_Exercise prompt_
From the data below, retype exactly the lines starting with the one that contains "CorsLayer::new()" and ending with the one that contains "one page visit.", both included.

= Beginning of Section =

use axum::{http::StatusCode, response::IntoResponse, Json};
use serde_json::json;
use thiserror::Error;

/// Failure while fetching, parsing or chunking a document.
#[derive(Debug, Error)]
pub enum DocumentLoadError {
    #[error("failed to fetch object '{key}': {detail}")]
    Fetch { key: String, detail: String },
    #[error("failed to extract text from PDF: {0}")]
    Extract(String),
    #[error("text extraction resulted in empty content for key '{0}'")]
    EmptyText(String),
    #[error("failed to chunk document {doc_id}: {detail}")]
    Chunk { doc_id: String, detail: String },
}

/// Failure in the embedding model.
#[derive(Debug, Error)]
pub enum EmbeddingError {
    #[error("failed to initialize the embedding model: {0}")]
    Init(String),
    #[error("failed to generate embeddings for the provided text: {0}")]
    Inference(String),
}

/// Failure in the vector index.
#[derive(Debug, Error)]
pub enum VectorStoreError {
    #[error("vector store initialization failed: {0}")]
    Init(String),
    #[error("invalid input format for chunks or embeddings: {0}")]
    InvalidInput(String),
    #[error("vector store backend error: {0}")]
    Backend(String),
}

/// Failure in the generative model call.
#[derive(Debug, Error)]
pub enum LlmError {
    #[error("LLM request failed: {0}")]
    Request(String),
    #[error("LLM returned no usable content")]
    EmptyContent,
}

/// Opaque outward-facing failure of the query engine. Internal detail is
/// logged, never carried here.
#[derive(Debug, Error)]
#[error("An internal error occurred while processing your request.")]
pub struct MessageProcessingError;

/// Failure on the message-queue transport or a malformed message body.
#[derive(Debug, Error)]
pub enum QueueError {
    #[error("queue transport error: {0}")]
    Transport(String),
    #[error("malformed message: {0}")]
    Malformed(String),
}

#[derive(Debug, Error)]
pub enum ApiError {
    #[error("bad request: {0}")]
    BadRequest(String),
    #[error("internal error: {0}")]
    Internal(String),
}

impl ApiError {
    pub fn internal<E: std::fmt::Display>(err: E) -> Self {
        ApiError::Internal(err.to_string())
    }
}

impl From<MessageProcessingError> for ApiError {
    fn from(err: MessageProcessingError) -> Self {
        ApiError::Internal(err.to_string())
    }
}

impl IntoResponse for ApiError {
    fn into_response(self) -> axum::response::Response {
        let (status, message) = match &self {
            ApiError::BadRequest(msg) => (StatusCode::BAD_REQUEST, msg.clone()),
            ApiError::Internal(msg) => (StatusCode::INTERNAL_SERVER_ERROR, msg.clone()),
        };

        let body = Json(json!({ "error": message }));
        (status, body).into_response()
    }
}
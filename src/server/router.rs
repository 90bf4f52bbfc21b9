use axum::http::{header, Method};
use axum::routing::{get, post};
use axum::Router;
use std::sync::Arc;
use tower_http::cors::{AllowOrigin, CorsLayer};
use tower_http::trace::TraceLayer;

use crate::server::handlers::{conversations, documents, health};
use crate::state::AppState;

/// Creates the application router: health check, the query endpoint and
/// the document-status poll, behind CORS and request tracing.
pub fn router(state: Arc<AppState>) -> Router {
    Router::new()
        .route("/health", get(health::health))
        .route(
            "/api/conversations/query",
            post(conversations::query_documents),
        )
        .route(
            "/api/documents/:doc_id/status",
            get(documents::get_document_status),
        )
        .with_state(state)
        .layer(build_cors_layer())
        .layer(TraceLayer::new_for_http())
}

fn build_cors_layer() -> CorsLayer {
    CorsLayer::new()
        .allow_origin(AllowOrigin::any())
        .allow_methods([Method::GET, Method::POST])
        .allow_headers([header::CONTENT_TYPE])
}
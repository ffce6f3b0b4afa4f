//! SKU data structures.

use std::collections::HashMap;

use serde::{Deserialize, Serialize};

/// One purchasable configuration scraped from the configurator.
#[derive(Debug, Clone, Serialize, Deserialize, PartialEq, Eq)]
pub struct SkuRecord {
    /// Memory descriptor, e.g. "16GB RAM"
    pub ram: String,

    /// Storage descriptor, e.g. "512GB SSD"
    pub storage: String,

    /// Display price as shown on the page
    pub price: String,

    /// Processor facet the tile was found under
    pub processor: String,

    /// Network variant, e.g. "5G"
    pub network: String,
}

impl SkuRecord {
    /// Identity key used to compare snapshots.
    ///
    /// Only ram, storage and price take part. Two processors offering the same
    /// memory, storage and price are therefore indistinguishable to the diff.
    ///
    /// Field text keeps one space between nested text nodes
    /// (`<p>16GB <span>RAM</span></p>` reads `16GB RAM`). A status file written
    /// by a tool that joined text nodes without a separator (`16GBRAM`) will
    /// produce one spurious change alert on the first run against it.
    pub fn identity_key(&self) -> String {
        format!("{}|{}|{}", self.ram, self.storage, self.price)
    }

    /// One-line summary used in logs and alert bullets.
    pub fn summary(&self) -> String {
        format!(
            "{} - {} / {} - {}",
            self.processor, self.ram, self.storage, self.price
        )
    }
}

/// Collapse duplicate identity keys, last-seen wins.
///
/// The surviving record keeps the position of the first occurrence.
pub fn dedup_by_identity(records: Vec<SkuRecord>) -> Vec<SkuRecord> {
    let mut positions: HashMap<String, usize> = HashMap::new();
    let mut out: Vec<SkuRecord> = Vec::with_capacity(records.len());

    for record in records {
        let key = record.identity_key();
        match positions.get(&key) {
            Some(&idx) => out[idx] = record,
            None => {
                positions.insert(key, out.len());
                out.push(record);
            }
        }
    }
    out
}

/// Stock state extracted from one page visit.
#[derive(Debug, Clone, Default, Serialize, Deserialize, PartialEq, Eq)]
pub struct Inventory {
    pub available: Vec<SkuRecord>,
    pub out_of_stock: Vec<SkuRecord>,
}

impl Inventory {
    /// Total number of SKUs seen, regardless of stock state.
    pub fn len(&self) -> usize {
        self.available.len() + self.out_of_stock.len()
    }

    pub fn is_empty(&self) -> bool {
        self.len() == 0
    }

    /// Apply identity deduplication to both lists.
    pub fn deduplicated(self) -> Self {
        Self {
            available: dedup_by_identity(self.available),
            out_of_stock: dedup_by_identity(self.out_of_stock),
        }
    }
}

/// Outcome of an extraction attempt.
#[derive(Debug, Clone, PartialEq, Eq)]
pub enum StockStatus {
    /// The page was read and the inventory is trustworthy
    Known(Inventory),
    /// Availability could not be determined
    Unknown { reason: String },
}

impl StockStatus {
    pub fn unknown(reason: impl Into<String>) -> Self {
        Self::Unknown {
            reason: reason.into(),
        }
    }

    pub fn inventory(&self) -> Option<&Inventory> {
        match self {
            StockStatus::Known(inventory) => Some(inventory),
            StockStatus::Unknown { .. } => None,
        }
    }
}

#[cfg(test)]
mod tests {
    use super::*;

    fn sku(ram: &str, storage: &str, price: &str, processor: &str) -> SkuRecord {
        SkuRecord {
            ram: ram.to_string(),
            storage: storage.to_string(),
            price: price.to_string(),
            processor: processor.to_string(),
            network: "5G".to_string(),
        }
    }

    #[test]
    fn test_identity_key_ignores_processor_and_network() {
        let a = sku("16GB RAM", "256GB SSD", "$999", "Intel Core Ultra 5 (135U)");
        let mut b = sku("16GB RAM", "256GB SSD", "$999", "Intel Core Ultra 7 (165U)");
        b.network = "Wi-Fi".to_string();

        assert_eq!(a.identity_key(), "16GB RAM|256GB SSD|$999");
        assert_eq!(a.identity_key(), b.identity_key());
    }

    #[test]
    fn test_summary() {
        let record = sku("16GB RAM", "512GB SSD", "$1,299.00", "Ultra 7");
        assert_eq!(record.summary(), "Ultra 7 - 16GB RAM / 512GB SSD - $1,299.00");
    }

    #[test]
    fn test_dedup_last_seen_wins_in_first_position() {
        let records = vec![
            sku("8GB RAM", "256GB SSD", "$999", "first"),
            sku("16GB RAM", "512GB SSD", "$1299", "only"),
            sku("8GB RAM", "256GB SSD", "$999", "last"),
        ];

        let deduped = dedup_by_identity(records);
        assert_eq!(deduped.len(), 2);
        assert_eq!(deduped[0].processor, "last");
        assert_eq!(deduped[1].processor, "only");
    }

    #[test]
    fn test_inventory_deduplicated_keeps_lists_separate() {
        let inventory = Inventory {
            available: vec![sku("8GB RAM", "256GB SSD", "$999", "a")],
            out_of_stock: vec![
                sku("8GB RAM", "256GB SSD", "$999", "b"),
                sku("8GB RAM", "256GB SSD", "$999", "c"),
            ],
        }
        .deduplicated();

        assert_eq!(inventory.available.len(), 1);
        assert_eq!(inventory.out_of_stock.len(), 1);
        assert_eq!(inventory.out_of_stock[0].processor, "c");
        assert_eq!(inventory.len(), 2);
    }

    #[test]
    fn test_stock_status_inventory() {
        assert!(StockStatus::unknown("timeout").inventory().is_none());
        let known = StockStatus::Known(Inventory::default());
        assert!(known.inventory().unwrap().is_empty());
    }
}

= End of Section =

_Result_
    CorsLayer::new()
        .allow_origin(AllowOrigin::any())
        .allow_methods([Method::GET, Method::POST])
        .allow_headers([header::CONTENT_TYPE])
}
repository ffce6f3b0b4afa4f
//! SKU data structures.

use std::collections::HashMap;

use serde::{Deserialize, Serialize};

/// One purchasable configuration scraped from the configurator.
#[derive(Debug, Clone, Serialize, Deserialize, PartialEq, Eq)]
pub struct SkuRecord {
    /// Memory descriptor, e.g. "16GB RAM"
    pub ram: String,

    /// Storage descriptor, e.g. "512GB SSD"
    pub storage: String,

    /// Display price as shown on the page
    pub price: String,

    /// Processor facet the tile was found under
    pub processor: String,

    /// Network variant, e.g. "5G"
    pub network: String,
}

impl SkuRecord {
    /// Identity key used to compare snapshots.
    ///
    /// Only ram, storage and price take part. Two processors offering the same
    /// memory, storage and price are therefore indistinguishable to the diff.
    ///
    /// Field text keeps one space between nested text nodes
    /// (`<p>16GB <span>RAM</span></p>` reads `16GB RAM`). A status file written
    /// by a tool that joined text nodes without a separator (`16GBRAM`) will
    /// produce one spurious change alert on the first run against it.
    pub fn identity_key(&self) -> String {
        format!("{}|{}|{}", self.ram, self.storage, self.price)
    }

    /// One-line summary used in logs and alert bullets.
    pub fn summary(&self) -> String {
        format!(
            "{} - {} / {} - {}",
            self.processor, self.ram, self.storage, self.price
        )
    }
}

/// Collapse duplicate identity keys, last-seen wins.
///
/// The surviving record keeps the position of the first occurrence.
pub fn dedup_by_identity(records: Vec<SkuRecord>) -> Vec<SkuRecord> {
    let mut positions: HashMap<String, usize> = HashMap::new();
    let mut out: Vec<SkuRecord> = Vec::with_capacity(records.len());

    for record in records {
        let key = record.identity_key();
        match positions.get(&key) {
            Some(&idx) => out[idx] = record,
            None => {
                positions.insert(key, out.len());
                out.push(record);
            }
        }
    }
    out
}

/// Stock state extracted from one page visit.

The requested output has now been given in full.